Nach der Entlassung und der sich anschließenden ambulanten Nachsorge sei sie fast acht Jahre lang abstinent geblieben. Sie sei Mutter einer Tochter geworden und habe eine neue Ausbildung abgeschlossen. Vor zwei Jahren sei ihr Partner, mittlerweile ihr Verlobter und Vater der Tochter, rückfällig geworden, habe bereits morgens Alkohol getrunken und sei gewalttätig geworden. Die Patientin habe nicht gewusst, wie sie mit dieser Situation umgehen sollte. Sie sei verzweifelt gewesen, habe sich allein gelassen gefühlt und habe sich daran erinnert, wie gut ihr früher, manchmal zumindest, in belastenden Situationen das Spiel am Automaten getan habe.

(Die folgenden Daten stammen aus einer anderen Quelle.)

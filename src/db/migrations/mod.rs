use sea_orm_migration::{MigrationTrait, MigratorTrait, async_trait::async_trait};

mod m20260815_000001_create_users;
mod m20260815_000002_create_catalog;
mod m20260815_000003_create_exhibitions;
mod m20260815_000004_create_carts;
mod m20260815_000005_create_orders;
mod m20260815_000006_create_notifications;

pub struct Migrator;

#[async_trait]
impl MigratorTrait for Migrator {
    fn migrations() -> Vec<Box<dyn MigrationTrait>> {
        vec![
            Box::new(m20260815_000001_create_users::Migration),
            Box::new(m20260815_000002_create_catalog::Migration),
            Box::new(m20260815_000003_create_exhibitions::Migration),
            Box::new(m20260815_000004_create_carts::Migration),
            Box::new(m20260815_000005_create_orders::Migration),
            Box::new(m20260815_000006_create_notifications::Migration),
        ]
    }
}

Als sie nach Jahren erstmalig wieder eine Spielothek betrat, habe sie sich selbstsicher gefühlt, sicher, nicht wieder in die Sucht abzugleiten. Sie habe sich an einen der kleinen Bistrotische gesetzt und lediglich einen Kaffee getrunken, einzig die Atmosphäre habe sie in sich einsaugen wollen. Als sie beobachtete, wie ein anderer Gast einen größeren Gewinn einstrich, begleitet von dem altbekannten Klirren und Surren des Automaten, sei dies wie ein »Adrenalinrausch« für sie gewesen. All die Erinnerungen an frühere Zeiten hätten mit einem Mal ihr Bewusstsein geflutet, wohlige Gefühle mit sich gebracht, ein Versprechen nach einem anderen, einem besseren Leben, nach Ruhe und Frieden.

Mehrere Monate später sei sie wieder an genau dem Punkt angekommen gewesen, an dem sie vor fast einem Jahrzehnt schon gewesen war. Dass sie das nötige Geld für den Schulausflug ihrer Tochter nicht habe aufbringen können, dass ihnen zu Hause der Strom fast abgestellt worden war, weil sie die Rechnungen nicht begleichen konnte, dass sie sich vor ihrer Tochter so sehr schämte, waren dieses Mal die Gründe, sich in der Beratungsstelle vorzustellen.